While the pandemic and much-publicised issues with the Apprenticeship Levy are key reasons for the decline in apprenticeship starts, the CIPD's latest report argues that the lack of advice on apprenticeships in schools is a contributing factor.

The CIPD's report, titled Youth employment in the UK in 2021, explores the extent to which young people understand and are prepared for the world of work - and their career satisfaction to date. Over 2,000 young people aged 18 to 30 were surveyed by YouGov as part of the research.

It found that just 1% of all young people surveyed received help and support to apply for an apprenticeship during their time at school. In comparison, 59% received support from their school on their educational and academic options such as applying for university or college.

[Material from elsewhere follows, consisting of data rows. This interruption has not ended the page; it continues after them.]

//! License keys, the license model and its signed document form.

pub mod document;
pub mod error;
pub mod key;
pub mod model;

pub use document::{sign_license, verify_signed_license};
pub use error::{LicenseError, LicenseErrorReason};
pub use key::LicenseKey;
pub use model::{License, LicenseBuilder, LicenseItem, LicenseKind};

In response to the findings, the CIPD is calling for careers advice in schools to give equal focus to vocational and academic routes into employment. The CIPD's report also found that a mismatch between skills supply and demand which means that graduates often end up in jobs which don't require a degree to do the role.

Key findings include: 66% of graduates feel the educational qualifications they hold were necessary to get their current job, but just 41% said they were necessary to do their job effectively
Over a quarter of 18-30-year-olds (29%) think that they are overqualified for their current role, rising to a third (33%) of those educated to degree level and above.
A third (32%) of those qualified to degree-level or above say their career has failed to meet their expectations.
Fewer than 1 in 3 young people (29%) said they had received careers advice at either school or college, with most help centered on educational/academic options
Over half (52%) of graduates would have been open to an apprenticeship if it had been available in their subject, rising to 66% among less advantaged young people. This highlights the appeal of 'earn as you learn' options, particularly given that the average student debt after university now stands at £45,000.

Lizzie Crowley, senior skills adviser at the CIPD, the professional body for HR and people development, said:

"While half of graduates say they would have been open to doing an apprenticeship, the number of young people who are actually starting them continues to fall sharply.

"We need to do a better job of preparing young people for the world of work, so they can make an informed decision about what route is going to give them the best chance of having a long and fulfilling career. It's crucial that young people receive effective careers advice at school so they are aware of the different career choices and routes open to them that meet their interests, strengths and aptitudes, as well as the needs of employers.

"This is not just important for individuals, it's key to our long-term productivity and competitiveness as recent skill and labour shortages have demonstrated. However, it's not down to one stakeholder to achieve this: educators, policy makers and businesses all need to work together to help young people develop the skills they and employers need."

The CIPD is shining a spotlight on apprenticeships as part of its One Million Chances campaign. Its aim is to create a million opportunities for young people in the world of work through a range of different pathways, including apprenticeships.